Monitoring Microservices and Containers

Monitoring applications and infrastructure is a critical part of IT Operations. Among other things, monitoring provides alerts on failures, alerts on deteriorations that could potentially lead to failures, and performance data that can be analysed to gain insights. AI-led IT Ops Platforms like ZIF use such data from their monitoring component to deliver pattern recognition-based predictions and proactive remediation, leading to improved availability, system performance and hence better user experience.

The shift away from monolith applications towards microservices has posed a formidable challenge for monitoring tools. Let’s first take a quick look at what microservices are, to understand better the complications in monitoring them.

Monoliths vs Microservices

A single application(monolith) is split into a number of modular services called microservices, each of which typically caters to one capability of the application. These microservices are loosely coupled, can communicate with each other and can be deployed independently.

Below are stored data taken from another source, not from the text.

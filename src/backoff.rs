// SPDX-License-Identifier: MPL-2.0
// This Source Code Form is subject to the terms of the Mozilla Public
// License, v. 2.0. If a copy of the MPL was not distributed with this
// file, You can obtain one at https://mozilla.org/MPL/2.0/.

//! Retry delay policies for the connector.
//!
//! A policy maps the number of consecutive failed connect attempts for an
//! endpoint to the delay before the next attempt. The connector resets the
//! failure count to zero whenever a connection succeeds, so the first retry
//! after a drop always waits the initial delay.
//!
//! # Examples
//!
//! ```
//! use std::time::Duration;
//! use e133_manager::backoff::{BackoffPolicy, ExponentialBackoffPolicy};
//!
//! let policy = ExponentialBackoffPolicy::new(Duration::from_secs(5), Duration::from_secs(30));
//!
//! assert_eq!(policy.backoff_time(1), Duration::from_secs(5));
//! assert_eq!(policy.backoff_time(2), Duration::from_secs(10));
//! assert_eq!(policy.backoff_time(3), Duration::from_secs(20));
//! assert_eq!(policy.backoff_time(4), Duration::from_secs(30));
//! ```

use std::fmt;
use std::time::Duration;

/// Computes the delay before the next connection attempt.
///
/// Implementations must be pure: the same `failed_attempts` always yields the
/// same delay.
pub trait BackoffPolicy: Send + Sync + fmt::Debug {
    /// Returns the delay to wait after `failed_attempts` consecutive failures.
    ///
    /// `failed_attempts` is zero when an established connection was dropped.
    fn backoff_time(&self, failed_attempts: u32) -> Duration;
}

/// Exponential backoff bounded by an initial and a maximum delay.
///
/// The delay after `n` failures is `initial * multiplier^(n - 1)`, never less
/// than `initial` and never more than `max`.
#[derive(Debug, Clone, PartialEq)]
pub struct ExponentialBackoffPolicy {
    initial: Duration,
    max: Duration,
    multiplier: f32,
}

impl ExponentialBackoffPolicy {
    /// Default growth factor between consecutive attempts.
    pub const DEFAULT_MULTIPLIER: f32 = 2.0;

    /// Creates a doubling policy.
    ///
    /// If `max` is smaller than `initial` the delay is pinned at `initial`.
    #[must_use]
    pub fn new(initial: Duration, max: Duration) -> Self {
        Self {
            initial,
            max: max.max(initial),
            multiplier: Self::DEFAULT_MULTIPLIER,
        }
    }

    /// Sets the growth factor. Values below 1.0 are raised to 1.0 so delays
    /// never shrink.
    #[must_use]
    pub fn with_multiplier(mut self, multiplier: f32) -> Self {
        self.multiplier = if multiplier.is_finite() {
            multiplier.max(1.0)
        } else {
            Self::DEFAULT_MULTIPLIER
        };
        self
    }

    /// Returns the initial delay.
    #[must_use]
    pub fn initial(&self) -> Duration {
        self.initial
    }

    /// Returns the maximum delay.
    #[must_use]
    pub fn max(&self) -> Duration {
        self.max
    }
}

impl BackoffPolicy for ExponentialBackoffPolicy {
    fn backoff_time(&self, failed_attempts: u32) -> Duration {
        if failed_attempts <= 1 {
            return self.initial;
        }

        let exponent = i32::try_from(failed_attempts - 1).unwrap_or(i32::MAX);
        let secs = self.initial.as_secs_f64() * f64::from(self.multiplier).powi(exponent);

        if !secs.is_finite() || secs >= self.max.as_secs_f64() {
            self.max
        } else {
            Duration::from_secs_f64(secs)
        }
    }
}

/// Linear backoff: `step * failed_attempts`, capped at `max`.
#[derive(Debug, Clone, PartialEq, Eq)]
pub struct LinearBackoffPolicy {
    step: Duration,
    max: Duration,
}

impl LinearBackoffPolicy {
    /// Creates a linear policy.
    #[must_use]
    pub fn new(step: Duration, max: Duration) -> Self {
        Self {
            step,
            max: max.max(step),
        }
    }
}

impl BackoffPolicy for LinearBackoffPolicy {
    fn backoff_time(&self, failed_attempts: u32) -> Duration {
        self.step
            .saturating_mul(failed_attempts.max(1))
            .min(self.max)
    }
}
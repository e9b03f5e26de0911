// SPDX-License-Identifier: MPL-2.0
// This Source Code Form is subject to the terms of the Mozilla Public
// License, v. 2.0. If a copy of the MPL was not distributed with this
// file, You can obtain one at https://mozilla.org/MPL/2.0/.

//! Outbound message queue bound to a device socket.

use std::io;
use std::net::SocketAddrV4;
use std::sync::Arc;

use bytes::Bytes;
use tokio::net::TcpStream;
use tokio::sync::mpsc;
use tokio::task::JoinHandle;

/// Cloneable sender side of a device's outbound queue.
///
/// Handed to the health monitor so it can send heartbeats on the same
/// connection the manager acknowledges commands on.
#[derive(Debug, Clone)]
pub struct QueueHandle {
    tx: mpsc::UnboundedSender<Bytes>,
}

impl QueueHandle {
    /// Creates a handle and the receiver its messages are delivered to.
    pub(crate) fn channel() -> (Self, mpsc::UnboundedReceiver<Bytes>) {
        let (tx, rx) = mpsc::unbounded_channel();
        (Self { tx }, rx)
    }

    /// Queues an encoded message for transmission.
    ///
    /// Returns `false` if the connection is gone and the message was dropped.
    pub fn send_message(&self, message: Bytes) -> bool {
        self.tx.send(message).is_ok()
    }

    /// Returns true if the queue no longer accepts messages.
    #[must_use]
    pub fn is_closed(&self) -> bool {
        self.tx.is_closed()
    }
}

/// Outbound queue for one designated device connection.
///
/// Messages are written in order by a dedicated writer task. Dropping the
/// queue stops the writer; anything still queued is discarded.
pub(crate) struct MessageQueue {
    handle: QueueHandle,
    writer: JoinHandle<()>,
}

impl MessageQueue {
    /// Creates a queue writing to `socket`.
    pub(crate) fn new(peer: SocketAddrV4, socket: Arc<TcpStream>) -> Self {
        let (handle, mut rx) = QueueHandle::channel();

        let writer = tokio::spawn(async move {
            while let Some(message) = rx.recv().await {
                if let Err(e) = write_all(&socket, &message).await {
                    tracing::warn!(%peer, error = %e, "Failed to send message");
                    break;
                }
            }
            tracing::debug!(%peer, "Outbound queue stopped");
        });

        Self { handle, writer }
    }

    /// Returns a handle for queuing messages.
    pub(crate) fn handle(&self) -> QueueHandle {
        self.handle.clone()
    }

    /// Queues an encoded message for transmission.
    pub(crate) fn send_message(&self, message: Bytes) -> bool {
        self.handle.send_message(message)
    }
}

impl Drop for MessageQueue {
    fn drop(&mut self) {
        self.writer.abort();
    }
}

impl std::fmt::Debug for MessageQueue {
    fn fmt(&self, f: &mut std::fmt::Formatter<'_>) -> std::fmt::Result {
        f.debug_struct("MessageQueue")
            .field("closed", &self.handle.is_closed())
            .finish_non_exhaustive()
    }
}

async fn write_all(socket: &TcpStream, mut data: &[u8]) -> io::Result<()> {
    while !data.is_empty() {
        socket.writable().await?;
        match socket.try_write(data) {
            Ok(n) => data = &data[n..],
            Err(e) if e.kind() == io::ErrorKind::WouldBlock => {}
            Err(e) => return Err(e),
        }
    }
    Ok(())
}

Quite likely the trigger for this architecture was the need for agility. Since microservices are stand-alone modules, they can follow their own build/deploy cycles enabling rapid scaling and deployments. They usually have a small codebase which aids easy maintainability and quick recovery from issues. The modularity of these microservices gives complete autonomy over the design, implementation and technology stack used to build them.

Microservices run inside containers that provide their execution environment. Although microservices could also be run in virtual machines(VMs), containers are preferred since they are comparatively lightweight as they share the host’s operating system, unlike VMs. Docker and CoreOS Rkt are a couple of commonly used container solutions while Kubernetes, Docker Swarm, and Apache Mesos are popular container orchestration platforms. The image below depicts microservices for hiring, performance appraisal, rewards & recognition, payroll, analytics and the like linked together to deliver the HR function.

Challenges in Monitoring Microservices and Containers

Since all good things come at a cost, you are probably wondering what it is here… well, the flip side to this evolutionary architecture is increased complexity! These are some contributing factors:

Exponential increase in the number of objects: With each application replaced by multiple microservices, 360-degree visibility and observability into all the services, their interdependencies, their containers/VMs, communication channels, workflows and the like can become very elusive. When one service goes down, the environment gets flooded with notifications not just from the service that is down, but from all services dependent on it as well. Sifting through this cascade of alerts, eliminating noise and zeroing in on the crux of the problem becomes a nightmare.

Shared Responsibility: Since processes are fragmented and the responsibility for their execution, like for instance a customer ordering a product online, is shared amongst the services, basic assumptions of traditional monitoring methods are challenged. The lack of a simple linear path, the need to collate data from different services for each process, inability to map a client request to a single transaction because of the number of services involved make performance tracking that much more difficult.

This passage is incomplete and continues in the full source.